MaxenceGui commented 7 months ago

Inference Request with n pipelines

Glossary

Pipelines

Pipelines are define as a set of models that follow each others where output of one model is used as input for the next models. A pipeline contains from 1 to n models.

flowchart LR

A{Pipeline entry point}-->|user input|SB1-->F{Pipeline exit point}-->|"last model
output"|G>"return
result.json to user"]

subgraph SB1[In pipeline]
    direction TB

    B(model 01)-->|"model output
    send to the next one"|C(model 02)-->|can have n models|D(n models)

end

Models

A model is a AI model who's part of a pipeline. A model accept images as input and return json as output. Generally json contains coordinate of object in the source image, that he may prompt out to feed the next step of the model.

Model from Frontend

On the frontend interface, a pipeline will be call a model, since the user will not be aware of the difference. From the user perspective, he sent data to a model and receive the result.

Suggestion: we could call the pipeline a method, if we don't want to mix term.

Sequence Diagram for inference request

sequenceDiagram

    actor Client
    participant Frontend
    participant Backend
    participant Blob storage
    participant Model

    Note over Backend,Blob storage: initialisation
    Backend-)Backend: before_serving()
    Backend-)Backend: get_pipelines_models()
    alt
    Backend-)Blob storage: HTTP POST req.
    Blob storage--)Backend: return pipelines_models.json
    else
    Backend-)Frontend: error 400 No pipeline found
    end
    Note over Backend,Blob storage: end of initialisation

    Client->>Frontend: applicationStart()
    Frontend-)Backend: HTTP POST req.
    Backend-)Backend: get_pipelines_names()
    Note right of Backend: return pipelines names set(pipelines.keys())
    Backend--)Frontend: Pipelines names res.

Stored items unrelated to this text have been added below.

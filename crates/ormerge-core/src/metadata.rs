//! Entity mapping metadata.
//!
//! Metadata is bound elsewhere (derive macros, configuration files); this
//! module only describes the shape the merge engine consumes: identifier and
//! version strategies, the ordered property list, association targets,
//! cascade styles and foreign-key directions.

use std::str::FromStr;
use std::sync::OnceLock;

use regex::Regex;

use crate::error::{Error, MappingErrorKind, Result};
use crate::value::Value;

/// Entity and property names: dotted identifiers such as `Order` or `sales.Order`.
const NAME_PATTERN: &str = r"^[A-Za-z_][A-Za-z0-9_]*(\.[A-Za-z_][A-Za-z0-9_]*)*$";

fn name_regex() -> Result<&'static Regex> {
    static PATTERN: OnceLock<std::result::Result<Regex, regex::Error>> = OnceLock::new();
    PATTERN
        .get_or_init(|| Regex::new(NAME_PATTERN))
        .as_ref()
        .map_err(|e| Error::mapping(MappingErrorKind::Invalid, format!("invalid name pattern: {e}")))
}

/// Check that `name` is usable as an entity or property name.
pub fn validate_name(name: &str) -> Result<()> {
    if name_regex()?.is_match(name) {
        Ok(())
    } else {
        Err(Error::mapping(
            MappingErrorKind::Invalid,
            format!("'{name}' is not a valid mapping name"),
        ))
    }
}

/// How identifiers are assigned on save.
#[derive(Debug, Clone, Copy, PartialEq, Eq, Default)]
pub enum IdGeneration {
    /// Drawn from the datastore's sequence at save time.
    #[default]
    Generated,
    /// Supplied by the application before save.
    Assigned,
}

/// Strategy deciding whether an identifier or version value marks an
/// instance as never saved.
#[derive(Debug, Clone, PartialEq, Default)]
pub enum UnsavedValue {
    /// Always unsaved.
    Any,
    /// Never unsaved.
    None,
    /// Unsaved exactly when the value is null.
    Null,
    /// A null value is unsaved; anything else is undecided.
    #[default]
    Undefined,
    /// Null or strictly negative values are unsaved (versions only).
    Negative,
    /// Unsaved exactly when the value equals this one.
    Value(Value),
}

impl UnsavedValue {
    /// `Some(true)` if `value` marks an unsaved instance, `Some(false)` if it
    /// marks a saved one, `None` if this strategy cannot tell.
    pub fn is_unsaved(&self, value: &Value) -> Option<bool> {
        match self {
            UnsavedValue::Any => Some(true),
            UnsavedValue::None => Some(false),
            UnsavedValue::Null => Some(value.is_null()),
            UnsavedValue::Undefined => {
                if value.is_null() {
                    Some(true)
                } else {
                    None
                }
            }
            UnsavedValue::Negative => Some(value.is_null() || value.is_negative()),
            UnsavedValue::Value(marker) => Some(value == marker),
        }
    }
}

/// Identifier property mapping.
#[derive(Debug, Clone)]
pub struct IdentifierMetadata {
    pub name: &'static str,
    pub generation: IdGeneration,
    pub unsaved_value: UnsavedValue,
}

impl IdentifierMetadata {
    /// A generated identifier; unsaved while null.
    pub fn generated(name: &'static str) -> Self {
        Self {
            name,
            generation: IdGeneration::Generated,
            unsaved_value: UnsavedValue::Null,
        }
    }

    /// An application-assigned identifier; saved state is undecided unless null.
    pub fn assigned(name: &'static str) -> Self {
        Self {
            name,
            generation: IdGeneration::Assigned,
            unsaved_value: UnsavedValue::Undefined,
        }
    }

    pub fn unsaved_value(mut self, unsaved: UnsavedValue) -> Self {
        self.unsaved_value = unsaved;
        self
    }
}

/// Version property mapping.
#[derive(Debug, Clone)]
pub struct VersionMetadata {
    pub name: &'static str,
    pub unsaved_value: UnsavedValue,
}

impl VersionMetadata {
    pub fn new(name: &'static str) -> Self {
        Self {
            name,
            unsaved_value: UnsavedValue::Undefined,
        }
    }

    pub fn unsaved_value(mut self, unsaved: UnsavedValue) -> Self {
        self.unsaved_value = unsaved;
        self
    }
}

/// Which side of an association holds the foreign key, from the point of
/// view of the owning entity.
#[derive(Debug, Clone, Copy, PartialEq, Eq, Hash)]
pub enum ForeignKeyDirection {
    /// The key points from this entity to the associated one (many-to-one).
    /// The associated entity must exist first.
    FromParent,
    /// The key lives on the associated side (collections). The owner must
    /// exist first.
    ToParent,
}

impl ForeignKeyDirection {
    /// Whether an association in this direction cascades at `point`.
    pub const fn cascade_now(self, point: CascadePoint) -> bool {
        match (self, point) {
            (ForeignKeyDirection::ToParent, CascadePoint::BeforeInsertAfterDelete) => false,
            (ForeignKeyDirection::FromParent, CascadePoint::AfterInsertBeforeDelete) => false,
            _ => true,
        }
    }
}

/// The moment in an operation at which a cascade runs.
#[derive(Debug, Clone, Copy, PartialEq, Eq, Hash)]
pub enum CascadePoint {
    /// Before values are copied onto an existing managed instance.
    BeforeMerge,
    /// Before the owner is inserted: cascades to the entities it references.
    BeforeInsertAfterDelete,
    /// After the owner is inserted: cascades to its collections.
    AfterInsertBeforeDelete,
    /// After insert, reached through a collection element.
    AfterInsertBeforeDeleteViaCollection,
}

/// A single operation an association may cascade.
#[derive(Debug, Clone, Copy, PartialEq, Eq, Hash)]
pub enum CascadeKind {
    Merge,
    Persist,
    SaveUpdate,
    Delete,
    Refresh,
    Evict,
    Lock,
    Replicate,
    DeleteOrphan,
}

impl CascadeKind {
    const fn bit(self) -> u16 {
        1 << (self as u16)
    }

    pub const fn as_str(self) -> &'static str {
        match self {
            CascadeKind::Merge => "merge",
            CascadeKind::Persist => "persist",
            CascadeKind::SaveUpdate => "save-update",
            CascadeKind::Delete => "delete",
            CascadeKind::Refresh => "refresh",
            CascadeKind::Evict => "evict",
            CascadeKind::Lock => "lock",
            CascadeKind::Replicate => "replicate",
            CascadeKind::DeleteOrphan => "delete-orphan",
        }
    }
}

impl FromStr for CascadeKind {
    type Err = Error;

    fn from_str(s: &str) -> Result<Self> {
        match s.trim().to_ascii_lowercase().as_str() {
            "merge" => Ok(CascadeKind::Merge),
            "persist" => Ok(CascadeKind::Persist),
            "save-update" | "save_update" => Ok(CascadeKind::SaveUpdate),
            "delete" | "remove" => Ok(CascadeKind::Delete),
            "refresh" => Ok(CascadeKind::Refresh),
            "evict" | "detach" => Ok(CascadeKind::Evict),
            "lock" => Ok(CascadeKind::Lock),
            "replicate" => Ok(CascadeKind::Replicate),
            "delete-orphan" | "delete_orphan" => Ok(CascadeKind::DeleteOrphan),
            other => Err(Error::mapping(
                MappingErrorKind::Invalid,
                format!("unknown cascade style '{other}'"),
            )),
        }
    }
}

/// The set of operations an association cascades.
#[derive(Debug, Clone, Copy, PartialEq, Eq, Default)]
pub struct CascadeStyle(u16);

impl CascadeStyle {
    pub const NONE: CascadeStyle = CascadeStyle(0);

    /// Every operation except orphan removal.
    pub const ALL: CascadeStyle = CascadeStyle(
        CascadeKind::Merge.bit()
            | CascadeKind::Persist.bit()
            | CascadeKind::SaveUpdate.bit()
            | CascadeKind::Delete.bit()
            | CascadeKind::Refresh.bit()
            | CascadeKind::Evict.bit()
            | CascadeKind::Lock.bit()
            | CascadeKind::Replicate.bit(),
    );

    pub const MERGE: CascadeStyle = CascadeStyle(CascadeKind::Merge.bit());

    /// Parse a comma separated mapping string such as `"all, delete-orphan"`.
    pub fn parse(mapping: &str) -> Result<Self> {
        let mut style = CascadeStyle::NONE;
        for part in mapping.split(',').map(str::trim).filter(|p| !p.is_empty()) {
            style = match part.to_ascii_lowercase().as_str() {
                "none" => style,
                "all" => style.union(CascadeStyle::ALL),
                "all-delete-orphan" => style
                    .union(CascadeStyle::ALL)
                    .with(CascadeKind::DeleteOrphan),
                other => style.with(other.parse()?),
            };
        }
        Ok(style)
    }

    #[must_use]
    pub const fn with(self, kind: CascadeKind) -> Self {
        CascadeStyle(self.0 | kind.bit())
    }

    #[must_use]
    pub const fn union(self, other: CascadeStyle) -> Self {
        CascadeStyle(self.0 | other.0)
    }

    pub const fn does_cascade(self, kind: CascadeKind) -> bool {
        self.0 & kind.bit() != 0
    }

    pub const fn has_orphan_delete(self) -> bool {
        self.does_cascade(CascadeKind::DeleteOrphan)
    }

    pub const fn is_none(self) -> bool {
        self.0 == 0
    }
}

impl FromStr for CascadeStyle {
    type Err = Error;

    fn from_str(s: &str) -> Result<Self> {
        CascadeStyle::parse(s)
    }
}

/// What a property holds.
#[derive(Debug, Clone, Copy, PartialEq, Eq)]
pub enum PropertyKind {
    /// A single scalar column.
    Basic,
    /// A value-typed composite of scalars.
    Component,
    ManyToOne {
        target: &'static str,
    },
    /// `constrained` one-to-ones carry the foreign key on this side.
    OneToOne {
        target: &'static str,
        constrained: bool,
    },
    OneToMany {
        target: &'static str,
    },
    ManyToMany {
        target: &'static str,
    },
}

impl PropertyKind {
    pub const fn is_association(self) -> bool {
        !matches!(self, PropertyKind::Basic | PropertyKind::Component)
    }

    pub const fn is_collection(self) -> bool {
        matches!(
            self,
            PropertyKind::OneToMany { .. } | PropertyKind::ManyToMany { .. }
        )
    }

    /// The associated entity name, for associations.
    pub const fn target(self) -> Option<&'static str> {
        match self {
            PropertyKind::Basic | PropertyKind::Component => None,
            PropertyKind::ManyToOne { target }
            | PropertyKind::OneToOne { target, .. }
            | PropertyKind::OneToMany { target }
            | PropertyKind::ManyToMany { target } => Some(target),
        }
    }

    /// Foreign-key direction of an association; `None` for value types.
    pub const fn foreign_key_direction(self) -> Option<ForeignKeyDirection> {
        match self {
            PropertyKind::Basic | PropertyKind::Component => None,
            PropertyKind::ManyToOne { .. }
            | PropertyKind::OneToOne {
                constrained: true, ..
            } => Some(ForeignKeyDirection::FromParent),
            PropertyKind::OneToOne {
                constrained: false, ..
            }
            | PropertyKind::OneToMany { .. }
            | PropertyKind::ManyToMany { .. } => Some(ForeignKeyDirection::ToParent),
        }
    }
}

/// One mapped property, in declaration order.
#[derive(Debug, Clone)]
pub struct PropertyMetadata {
    pub name: &'static str,
    pub kind: PropertyKind,
    pub cascade: CascadeStyle,
}

impl PropertyMetadata {
    pub const fn basic(name: &'static str) -> Self {
        Self {
            name,
            kind: PropertyKind::Basic,
            cascade: CascadeStyle::NONE,
        }
    }

    pub const fn component(name: &'static str) -> Self {
        Self {
            name,
            kind: PropertyKind::Component,
            cascade: CascadeStyle::NONE,
        }
    }

    pub const fn many_to_one(name: &'static str, target: &'static str) -> Self {
        Self {
            name,
            kind: PropertyKind::ManyToOne { target },
            cascade: CascadeStyle::NONE,
        }
    }

    pub const fn one_to_one(name: &'static str, target: &'static str, constrained: bool) -> Self {
        Self {
            name,
            kind: PropertyKind::OneToOne {
                target,
                constrained,
            },
            cascade: CascadeStyle::NONE,
        }
    }

    pub const fn one_to_many(name: &'static str, target: &'static str) -> Self {
        Self {
            name,
            kind: PropertyKind::OneToMany { target },
            cascade: CascadeStyle::NONE,
        }
    }

    pub const fn many_to_many(name: &'static str, target: &'static str) -> Self {
        Self {
            name,
            kind: PropertyKind::ManyToMany { target },
            cascade: CascadeStyle::NONE,
        }
    }

    /// Set the cascade style.
    pub const fn cascade(mut self, style: CascadeStyle) -> Self {
        self.cascade = style;
        self
    }
}

/// Mapping of one entity.
#[derive(Debug, Clone)]
pub struct EntityMetadata {
    pub name: &'static str,
    /// Inheritance root; entity keys are built from it.
    pub root_name: &'static str,
    pub identifier: IdentifierMetadata,
    pub version: Option<VersionMetadata>,
    pub properties: Vec<PropertyMetadata>,
}

impl EntityMetadata {
    pub fn new(name: &'static str, identifier: IdentifierMetadata) -> Self {
        Self {
            name,
            root_name: name,
            identifier,
            version: None,
            properties: Vec::new(),
        }
    }

    /// Declare this entity a subtype of `root`.
    pub fn subclass_of(mut self, root: &'static str) -> Self {
        self.root_name = root;
        self
    }

    pub fn versioned(mut self, version: VersionMetadata) -> Self {
        self.version = Some(version);
        self
    }

    pub fn property(mut self, property: PropertyMetadata) -> Self {
        self.properties.push(property);
        self
    }

    pub fn property_index(&self, name: &str) -> Option<usize> {
        self.properties.iter().position(|p| p.name == name)
    }

    /// Validate names and reject duplicate properties.
    pub fn validate(&self) -> Result<()> {
        validate_name(self.name)?;
        validate_name(self.root_name)?;
        validate_name(self.identifier.name)?;
        if let Some(version) = &self.version {
            validate_name(version.name)?;
        }
        for (i, property) in self.properties.iter().enumerate() {
            validate_name(property.name)?;
            if let Some(target) = property.kind.target() {
                validate_name(target)?;
            }
            if self.properties[..i].iter().any(|p| p.name == property.name) {
                return Err(Error::mapping(
                    MappingErrorKind::Invalid,
                    format!(
                        "property '{}' declared twice on '{}'",
                        property.name, self.name
                    ),
                ));
            }
        }
        Ok(())
    }
}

    Frontend->>Client: application is ready
    Client-->>Frontend: client ask action from specific pipeline
    Frontend-)Backend: HTTP POST req.
    Backend-)Backend: inference_request(pipeline_name, folder_name, container_name, imageDims, image)
    alt missing argument
        Backend--)Frontend: Error 400 missing arguments
    else no missing argument
        Backend-)Backend: mount_container(connection_string(Environnement Variable, container_name))
        Backend-)Blob storage: HTTP POST req.
        Blob storage--)Backend: container_client

        Backend-)Backend: upload_image(container_client, folder_name, image_bytes, hash_value)
        Backend-)Blob storage: HTTP POST req.
        Blob storage--)Backend: blob_name

        Backend-)Backend: get_blob(container_client, blob_name)
        Backend-)Blob storage: HTTP POST req.
        Blob storage--)Backend: blob

        loop for every model in pipeline
            Note over Backend,Blob storage: Need to build endpoint with pipeline_name
            Backend-)Backend: urllib.request.Request(endpoint_url, body, header)
            Backend-)Model: HTTP POST req.
            Model--)Backend: result.json
        end

        par Backend to Frontend
            Backend--)Frontend: Processed result res.
        and Backend to Blob storage
            Backend-)Backend: upload_inference_result(container_client, folder_name, result_json_string, hash_value)
            Backend-)Blob storage: HTTP POST req.
        end
    end
    Frontend--)Client: display result

footer_for_diagram

rngadam commented 7 months ago

@MaxenceGui before_serving was an example, should be applied to the rest of the code too; calls between processes are done to through the protocol linking them (example: HTTP GET/POST), not function calls (which would imply RPC calls).